To make the wheat cereal, wash and boil the whole wheat grains until they are completely cooked, soft and chewey when eaten. Dehydrate or otherwise dry the wheat until completely dry and hard, then course grind the dried wheat in a grain mill. Sift the cracked grain and the smaller finer sifting is the Cream of Wheat, the larger pieces can be cooked as a cracked wheat cereal.

For the corn "grits" type cereal, grind the corn to the consistancy of an extra course meal then sift, the finer meal is the cornmeal for cornbread and the larger pieces can be rinsed to remove excess cornstarch and husk pieces then boiled like grits and eaten. If the cracked corn pieces are not rinsed to remove the excess starch, the resulting "stuff" will be like grits suspended in cornstarch paste. I dont like it that way so I wash it first.

A bushel of wheat and a bushel of corn can feed a family for a long time and is pretty cheap too.


----------



## emilysometimes (Oct 6, 2011)

I hadn't thought of grinding cracked wheat for a finer cereal. Thank you for the great tip!


----------



## Frugal_Farmers (Dec 13, 2010)

Good stuff Thanks for sharing.

I take whole wheat berries and boil them for 5 minutes. then simmer them for another 10 minutes. I drain off the water, add brown sugar and a splash of milk. Good eating right there.


----------



## Riverdale (Oct 31, 2009)

Do you use red or white wheat? Hard or soft? My kids have oatmeal nearly every morning and I would like to get them a little variety


----------



## kappydell (Nov 27, 2011)

Riverdale said:


> Do you use red or white wheat? Hard or soft? My kids have oatmeal nearly every morning and I would like to get them a little variety


Any kind of wheat, they cook the same, but have slightly different tastes. 
I find the white whole wheat I get from WalMart has a 'lighter' taste, but is still nice and chewy; the 'regular' whole wheat is slightly bitter to me, but still tastes OK. I use it more for dishes with a flavorsome sauce, they blend better. Hard or soft has to do with gluten content, not eating as a 'dish grain'. You might like to try cooked rice with milk and cinnamon-sugar for breakfast, I have met many who liked it very much, tho I found it a little sugary and bland. (I never have liked sugary stuff for breakfast, though.) I have also recently tried hull-less barley and it is much better than the pearled - has a much nicer texture (not as slimy) as the regular which I save for soup now, not eating from a dish.


----------



## gypsysue (Mar 27, 2010)

Thank you very much for this information! In the past I've ground wheat at a 'coarse' setting and boiled it, trying to simulate whole grain cream-of-wheat cereal. It was always grainy and icky. I never knew I should cook it first, dry it, then grind it! I'm so happy to know that, since cream-of-wheat is one of my favorite breakfasts!
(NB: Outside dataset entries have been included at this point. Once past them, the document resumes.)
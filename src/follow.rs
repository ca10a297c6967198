// src/follow.rs
//! Follow delegation: asks the ActivityPub bridge to follow (or request to follow) an account.

use async_trait::async_trait;
use reqwest::Client;
use serde::Serialize;
use std::time::Duration;

use crate::platform::error_body;

#[derive(Debug, Clone, thiserror::Error, PartialEq, Eq)]
pub enum FollowError {
    #[error("internal failure: {0}")]
    Internal(String),
}

#[async_trait]
pub trait FollowService: Send + Sync {
    /// `addr` is the target account; `user_id` the requester identity (empty when the
    /// group follows on behalf of an interest); `sub_id`/`term` the originating interest.
    async fn create(
        &self,
        addr: &str,
        group_id: &str,
        user_id: &str,
        sub_id: &str,
        term: &str,
    ) -> Result<(), FollowError>;
}

#[derive(Serialize)]
#[serde(rename_all = "camelCase")]
struct CreateRequest<'a> {
    addr: &'a str,
    group_id: &'a str,
    user_id: &'a str,
    sub_id: &'a str,
    term: &'a str,
}

/// JSON-over-HTTP client for the follow bridge.
#[derive(Clone)]
pub struct HttpFollowService {
    client: Client,
    endpoint: String,
    timeout: Duration,
}

impl HttpFollowService {
    pub fn new(client: Client, base_uri: &str) -> Self {
        Self {
            client,
            endpoint: format!("{}/v1/create", base_uri.trim_end_matches('/')),
            timeout: Duration::from_secs(30),
        }
    }

    pub fn with_timeout(mut self, timeout: Duration) -> Self {
        self.timeout = timeout;
        self
    }
}

#[async_trait]
impl FollowService for HttpFollowService {
    async fn create(
        &self,
        addr: &str,
        group_id: &str,
        user_id: &str,
        sub_id: &str,
        term: &str,
    ) -> Result<(), FollowError> {
        let body = CreateRequest {
            addr,
            group_id,
            user_id,
            sub_id,
            term,
        };
        let rsp = self
            .client
            .post(&self.endpoint)
            .timeout(self.timeout)
            .json(&body)
            .send()
            .await
            .map_err(|e| FollowError::Internal(e.to_string()))?;
        if let Err(e) = rsp.error_for_status_ref() {
            let detail = error_body(rsp).await;
            return Err(FollowError::Internal(format!("{e}: {detail}")));
        }
        Ok(())
    }
}
// src/metrics.rs
use anyhow::{Context, Result};
use axum::{routing::get, Router};
use metrics::describe_counter;
use metrics_exporter_prometheus::{PrometheusBuilder, PrometheusHandle};
use once_cell::sync::OnceCell;

/// Every counter the service emits, with its description.
pub const COUNTERS: &[(&str, &str)] = &[
    ("search_requests_total", "Search pages requested upstream."),
    (
        "search_accepted_total",
        "Candidates followed or delegated by searches.",
    ),
    (
        "policy_rejected_total",
        "Candidates rejected by the eligibility policy, by rule.",
    ),
    ("stream_events_total", "Live stream update events received."),
    (
        "stream_written_total",
        "Normalized events accepted by the writer.",
    ),
    (
        "stream_follow_requests_total",
        "Follow requests sent for locked live stream authors.",
    ),
    (
        "stream_reconnects_total",
        "Live stream reconnects after a terminal error.",
    ),
];

/// One-time metrics registration (so series show up on /metrics).
pub fn ensure_described() {
    static ONCE: OnceCell<()> = OnceCell::new();
    ONCE.get_or_init(|| {
        for (name, help) in COUNTERS {
            describe_counter!(*name, *help);
        }
    });
}

pub struct Metrics {
    pub handle: PrometheusHandle,
}

impl Metrics {
    /// Installs the Prometheus recorder.
    pub fn init() -> Result<Self> {
        let handle = PrometheusBuilder::new()
            .install_recorder()
            .context("prometheus: install recorder")?;
        ensure_described();
        Ok(Self { handle })
    }

    /// Returns a router exposing `/metrics` with the Prometheus exposition format.
    pub fn router(&self) -> Router {
        let handle = self.handle.clone();
        Router::new().route(
            "/metrics",
            get(move || {
                let h = handle.clone();
                async move { h.render() }
            }),
        )
    }
}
Also happy to know about using different types of wheat. I used hard red for that, but I do have both soft and hard white wheat. I'll try those. I use the red for 'yeast' things (bread, etc.) and the white for non-yeast baking.


----------



## Domeguy (Sep 9, 2011)

What you are making is 'bulgar' wheat which is a staple in many parts of the world and one of the oldest froms of prepared food. Cracked, cooked and dried wheat, 1,000's of years old. Google it. Very high in nutrition. I have access to it in bulk if anyone's interested, pm me.


----------